One of the most significant changes in security was that security leaders lacked the ability to see the home environments of their own workers. At-home workers had little to no warning when threat actors were scanning and penetrating remote locations where sensitive company data was being shared between corporate and home-based networks.
In many cases, stronger security measures that would have protected the extended perimeter were abandoned in favor of making sure companies could maintain operations and allow workers to remain productive, according to Nathan Wenzel, chief security strategist at Tenable.
"I think organizations early on were really forced into a disaster recovery, business continuity kind of mode," Wenzel said. "Security took a back seat, quite frankly, and the way we implemented security just kind of went by the wayside."
Security leaders have experienced difficulties with getting workers to adhere to security rules that are designed to protect against outside threat actors, the report found.

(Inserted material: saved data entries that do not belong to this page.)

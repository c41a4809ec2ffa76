//! Per-frame simulation step
//!
//! The order of the phases matters: enemies move before they are tested,
//! dead entities are pruned after collisions, and the spawn timer runs last.

use rand::Rng;

use super::collision::{Bounds, collides};
use super::state::GameState;
use crate::consts::*;

/// Advance the game by one frame of `dt` milliseconds
pub fn tick<R: Rng + ?Sized>(state: &mut GameState, dt: f32, rng: &mut R) {
    state.time_ticks += 1;

    if !state.game_over {
        state.game_time += dt;
    }
    if state.game_time > TIME_LIMIT_MS {
        state.end_game();
    }

    state.background.update();
    state.player.update(dt, state.keys, &mut state.ammo);
    state.ammo.regenerate(dt);

    for explosion in &mut state.explosions {
        explosion.update(dt);
    }
    state.explosions.retain(|e| !e.marked_for_deletion);

    resolve_enemies(state, rng);
    state.enemies.retain(|e| !e.marked_for_deletion);

    if state.enemy_timer > ENEMY_INTERVAL_MS && !state.game_over {
        state.spawn_enemy(rng);
        state.enemy_timer = 0.0;
    } else {
        state.enemy_timer += dt;
    }
}

/// Move each enemy, then test it against the player's body and every projectile
fn resolve_enemies<R: Rng + ?Sized>(state: &mut GameState, rng: &mut R) {
    let mut enemies = std::mem::take(&mut state.enemies);

    for enemy in &mut enemies {
        enemy.update();

        if collides(&state.player, &*enemy) {
            enemy.marked_for_deletion = true;
            state.add_explosion(enemy.bounds().center(), rng);
            if enemy.is_lucky() {
                state.player.enter_power_up(&mut state.ammo);
            } else if !state.game_over {
                state.score -= 1;
            }
            log::trace!("Player rammed {:?}, score {}", enemy.kind, state.score);
        }

        // Projectiles already marked this tick still count; they are pruned
        // on the player's next update
        for p_idx in 0..state.player.projectiles.len() {
            if !collides(&state.player.projectiles[p_idx], &*enemy) {
                continue;
            }
            enemy.lives -= 1;
            state.player.projectiles[p_idx].marked_for_deletion = true;
            log::trace!("Hit {:?}, {} lives left", enemy.kind, enemy.lives);

            if enemy.lives <= 0 {
                enemy.marked_for_deletion = true;
                state.add_explosion(enemy.bounds().center(), rng);
                if !state.game_over {
                    state.score += enemy.score();
                }
                if state.score > WINNING_SCORE {
                    state.end_game();
                }
            }
        }
    }

    state.enemies = enemies;
}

Just one-third of remote workers strictly adhere to security protocols, for example, using multifactor authentication, avoiding public Wi-Fi outlets or not using personal devices to access work.

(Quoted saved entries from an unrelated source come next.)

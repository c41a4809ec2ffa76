//! Head-up display: score, timer, ammo bar and the game-over banner

use glam::Vec2;

use super::commands::{DrawCommand, Font, TextAlign, colors};
use crate::consts::*;
use crate::sim::{GameState, Outcome, Rect};

/// Display font family for all HUD text
pub const HUD_FONT: &str = "Bangers";
pub const HUD_FONT_SIZE: f32 = 60.0;
const BANNER_SIZE: f32 = 200.0;
const SUBTITLE_SIZE: f32 = 100.0;
const BANNER_OFFSET_Y: f32 = 70.0;
const SHADOW_OFFSET: Vec2 = Vec2::new(2.0, 2.0);

/// Two-line banner text for a finished game
pub fn banner(outcome: Outcome) -> (&'static str, &'static str) {
    match outcome {
        Outcome::Win => ("You Win", "Well done"),
        Outcome::Lose => ("You lose", "Try again next time!"),
    }
}

/// Elapsed milliseconds as seconds with one decimal
pub fn format_timer(game_time_ms: f32) -> String {
    format!("{:.1}", game_time_ms * 0.001)
}

fn hud_text(text: String, pos: Vec2, size: f32, align: TextAlign) -> DrawCommand {
    DrawCommand::Text {
        text,
        pos,
        font: Font {
            family: HUD_FONT,
            size,
        },
        align,
        color: colors::HUD_TEXT,
        shadow: Some((SHADOW_OFFSET, colors::HUD_SHADOW)),
    }
}

/// Append the HUD to `out`
pub fn draw(state: &GameState, out: &mut Vec<DrawCommand>) {
    out.push(hud_text(
        format!("Score: {}", state.score),
        Vec2::new(30.0, 80.0),
        HUD_FONT_SIZE,
        TextAlign::Left,
    ));
    out.push(hud_text(
        format!("Timer: {}", format_timer(state.game_time)),
        Vec2::new(30.0, 185.0),
        HUD_FONT_SIZE,
        TextAlign::Left,
    ));

    if let Some(outcome) = state.outcome() {
        let (headline, subtitle) = banner(outcome);
        let center = Vec2::new(GAME_WIDTH * 0.5, GAME_HEIGHT * 0.5);
        out.push(hud_text(
            headline.to_string(),
            center - Vec2::new(0.0, BANNER_OFFSET_Y),
            BANNER_SIZE,
            TextAlign::Center,
        ));
        out.push(hud_text(
            subtitle.to_string(),
            center + Vec2::new(0.0, BANNER_OFFSET_Y),
            SUBTITLE_SIZE,
            TextAlign::Center,
        ));
    }

    let color = if state.player.power_up {
        colors::AMMO_POWERED
    } else {
        colors::AMMO
    };
    for i in 0..state.ammo.display_rounds() {
        out.push(DrawCommand::FillRect {
            rect: Rect::new(30.0 + 5.0 * i as f32, 100.0, 3.0, 20.0),
            color,
        });
    }
}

Many security departments were already understaffed and lacked the proper resources to maintain adequate security to protect their corporate environments before the pandemic, Wenzel said. Organizations had to make emergency decisions in order to keep the business up and running over the past year.
"So we made the best of a bad situation," he said. "I do know that a lot of folks are reevaluating their policies for security."

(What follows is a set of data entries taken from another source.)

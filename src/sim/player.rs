//! The player's ship

use glam::Vec2;
use serde::{Deserialize, Serialize};

use super::collision::{Bounds, Rect};
use super::projectile::Projectile;
use super::state::Ammo;
use crate::consts::*;
use crate::input::{HeldKeys, Key};

/// The player's ship: moves vertically and owns its projectiles
#[derive(Debug, Clone, Serialize, Deserialize)]
pub struct Player {
    pub pos: Vec2,
    pub speed_y: f32,
    /// Current sprite frame (0..=PLAYER_MAX_FRAME)
    pub frame: u32,
    /// Projectiles in flight, owned exclusively by the player
    pub projectiles: Vec<Projectile>,
    pub power_up: bool,
    /// Milliseconds spent in the current power-up
    pub power_up_timer: f32,
}

impl Default for Player {
    fn default() -> Self {
        Self {
            pos: Vec2::new(PLAYER_START_X, PLAYER_START_Y),
            speed_y: 0.0,
            frame: 0,
            projectiles: Vec::new(),
            power_up: false,
            power_up_timer: 0.0,
        }
    }
}

impl Player {
    /// Advance one tick: movement, projectiles, animation and power-up decay
    pub fn update(&mut self, dt: f32, keys: HeldKeys, ammo: &mut Ammo) {
        // Up is checked before down, so holding both moves up
        self.speed_y = if keys.contains(Key::Up) {
            -PLAYER_MAX_SPEED
        } else if keys.contains(Key::Down) {
            PLAYER_MAX_SPEED
        } else {
            0.0
        };
        self.pos.y += self.speed_y;

        // Half the sprite may leave the screen at either edge
        let max_y = GAME_HEIGHT - PLAYER_HEIGHT * 0.5;
        let min_y = -PLAYER_HEIGHT * 0.5;
        if self.pos.y > max_y {
            self.pos.y = max_y;
        } else if self.pos.y < min_y {
            self.pos.y = min_y;
        }

        for projectile in &mut self.projectiles {
            projectile.update();
        }
        self.projectiles.retain(|p| !p.marked_for_deletion);

        self.frame = if self.frame < PLAYER_MAX_FRAME {
            self.frame + 1
        } else {
            0
        };

        if self.power_up {
            if self.power_up_timer > POWER_UP_LIMIT_MS {
                self.power_up_timer = 0.0;
                self.power_up = false;
                log::debug!("Power-up expired with {:.1} ammo", ammo.count);
            } else {
                self.power_up_timer += dt;
                ammo.count += POWER_UP_AMMO_PER_TICK;
            }
        }
    }

    /// Fire from the top muzzle, plus the lower muzzle while powered up.
    ///
    /// Costs one round; the second shot is free but still needs ammo left
    /// over. Does nothing on an empty magazine.
    pub fn shoot_top(&mut self, ammo: &mut Ammo) {
        if ammo.count > 0.0 {
            self.projectiles.push(Projectile::new(
                self.pos.x + MUZZLE_X,
                self.pos.y + MUZZLE_TOP_Y,
            ));
            ammo.spend_one();
        }
        if self.power_up {
            self.shoot_low(ammo);
        }
    }

    fn shoot_low(&mut self, ammo: &Ammo) {
        if ammo.count > 0.0 {
            self.projectiles.push(Projectile::new(
                self.pos.x + MUZZLE_X,
                self.pos.y + MUZZLE_LOW_Y,
            ));
        }
    }

    /// Start (or restart) a power-up and fill the magazine
    pub fn enter_power_up(&mut self, ammo: &mut Ammo) {
        self.power_up_timer = 0.0;
        self.power_up = true;
        ammo.top_up();
        log::debug!("Power-up entered");
    }
}

impl Bounds for Player {
    fn bounds(&self) -> Rect {
        Rect::new(self.pos.x, self.pos.y, PLAYER_WIDTH, PLAYER_HEIGHT)
    }
}

#[cfg(test)]
mod tests {
    use super::*;

    fn held(keys: &[Key]) -> HeldKeys {
        let mut held = HeldKeys::default();
        for &key in keys {
            held.press(key);
        }
        held
    }

    #[test]
    fn test_vertical_movement() {
        let mut player = Player::default();
        let mut ammo = Ammo::default();

        player.update(16.0, held(&[Key::Up]), &mut ammo);
        assert_eq!(player.speed_y, -PLAYER_MAX_SPEED);
        assert_eq!(player.pos.y, PLAYER_START_Y - PLAYER_MAX_SPEED);

        player.update(16.0, held(&[Key::Down]), &mut ammo);
        assert_eq!(player.pos.y, PLAYER_START_Y);

        player.update(16.0, HeldKeys::default(), &mut ammo);
        assert_eq!(player.speed_y, 0.0);
        assert_eq!(player.pos.x, PLAYER_START_X);
    }

    #[test]
    fn test_up_wins_when_both_held() {
        let mut player = Player::default();
        let mut ammo = Ammo::default();
        player.update(16.0, held(&[Key::Down, Key::Up]), &mut ammo);
        assert_eq!(player.speed_y, -PLAYER_MAX_SPEED);
    }

    #[test]
    fn test_clamped_half_off_screen() {
        let mut player = Player::default();
        let mut ammo = Ammo::default();
        for _ in 0..200 {
            player.update(16.0, held(&[Key::Up]), &mut ammo);
        }
        assert_eq!(player.pos.y, -PLAYER_HEIGHT * 0.5);
        for _ in 0..300 {
            player.update(16.0, held(&[Key::Down]), &mut ammo);
        }
        assert_eq!(player.pos.y, GAME_HEIGHT - PLAYER_HEIGHT * 0.5);
    }

    #[test]
    fn test_animation_wraps() {
        let mut player = Player::default();
        let mut ammo = Ammo::default();
        player.frame = PLAYER_MAX_FRAME - 1;
        player.update(16.0, HeldKeys::default(), &mut ammo);
        assert_eq!(player.frame, PLAYER_MAX_FRAME);
        player.update(16.0, HeldKeys::default(), &mut ammo);
        assert_eq!(player.frame, 0);
    }

    #[test]
    fn test_shoot_spends_one_round() {
        let mut player = Player::default();
        let mut ammo = Ammo::default();
        player.shoot_top(&mut ammo);
        assert_eq!(player.projectiles.len(), 1);
        assert_eq!(ammo.count, START_AMMO - 1.0);
        let shot = &player.projectiles[0];
        assert_eq!(shot.pos, Vec2::new(PLAYER_START_X + 80.0, PLAYER_START_Y + 30.0));
    }

    #[test]
    fn test_shoot_with_empty_magazine_is_noop() {
        let mut player = Player::default();
        let mut ammo = Ammo {
            count: 0.0,
            ..Ammo::default()
        };
        player.shoot_top(&mut ammo);
        assert!(player.projectiles.is_empty());
        assert_eq!(ammo.count, 0.0);

        // Same while powered up: the free second shot needs ammo too
        player.power_up = true;
        player.shoot_top(&mut ammo);
        assert!(player.projectiles.is_empty());
        assert_eq!(ammo.count, 0.0);
    }

    #[test]
    fn test_fractional_ammo_never_goes_negative() {
        let mut player = Player::default();
        let mut ammo = Ammo {
            count: 0.3,
            ..Ammo::default()
        };
        player.shoot_top(&mut ammo);
        assert_eq!(player.projectiles.len(), 1);
        assert_eq!(ammo.count, 0.0);

        let mut ammo = Ammo {
            count: 2.5,
            ..Ammo::default()
        };
        player.shoot_top(&mut ammo);
        assert_eq!(ammo.count, 1.5);
    }

    #[test]
    fn test_power_up_double_shot() {
        let mut player = Player::default();
        let mut ammo = Ammo::default();
        player.enter_power_up(&mut ammo);
        assert_eq!(ammo.count, MAX_AMMO);

        player.shoot_top(&mut ammo);
        assert_eq!(player.projectiles.len(), 2);
        assert_eq!(ammo.count, MAX_AMMO - 1.0);
        assert_eq!(player.projectiles[1].pos.y, PLAYER_START_Y + 60.0);
    }

    #[test]
    fn test_enter_power_up_keeps_larger_ammo() {
        let mut player = Player::default();
        let mut ammo = Ammo {
            count: MAX_AMMO + 7.0,
            ..Ammo::default()
        };
        player.enter_power_up(&mut ammo);
        assert_eq!(ammo.count, MAX_AMMO + 7.0);
        assert!(player.power_up);
    }

    #[test]
    fn test_power_up_regenerates_then_expires() {
        let mut player = Player::default();
        let mut ammo = Ammo {
            count: 0.0,
            ..Ammo::default()
        };
        player.power_up = true;
        player.update(100.0, HeldKeys::default(), &mut ammo);
        assert!((ammo.count - POWER_UP_AMMO_PER_TICK).abs() < 1e-6);

        // Timer must exceed the limit before the power-up clears
        let mut ticks = 1;
        while player.power_up {
            player.update(100.0, HeldKeys::default(), &mut ammo);
            ticks += 1;
            assert!(ticks < 1000);
        }
        // 101 ticks to pass 10000ms, one more to clear
        assert_eq!(ticks, 102);
        assert_eq!(player.power_up_timer, 0.0);
    }

    #[test]
    fn test_projectiles_pruned_off_screen() {
        let mut player = Player::default();
        let mut ammo = Ammo::default();
        player.shoot_top(&mut ammo);
        for _ in 0..200 {
            player.update(16.0, HeldKeys::default(), &mut ammo);
        }
        assert!(player.projectiles.is_empty());
    }
}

About 70% of organizations surveyed say they plan to have employees working remotely at least one or more days a week for the next 12 to 24 months, according to the research.
The Forrester Consulting/Tenable research follows a number of earlier studies showing companies made significant compromises in order to maintain worker productivity. A recent study by HP Wolf, released earlier this month, showed younger employees have rebelled against strict security protocols and made it harder for security leaders to maintain security policy.
The Forrester Consulting/Tenable report is based on an online survey of 426 security leaders, 422 business executives and 479 remote workers as well as in-depth telephone interviews conducted with six security and business executives. The study was conducted in April 2021 and followed the practices of large enterprises in multiple countries, including the U.S., U.K., Germany, France, Australia, Mexico, India, Brazil, Japan and Saudi Arabia.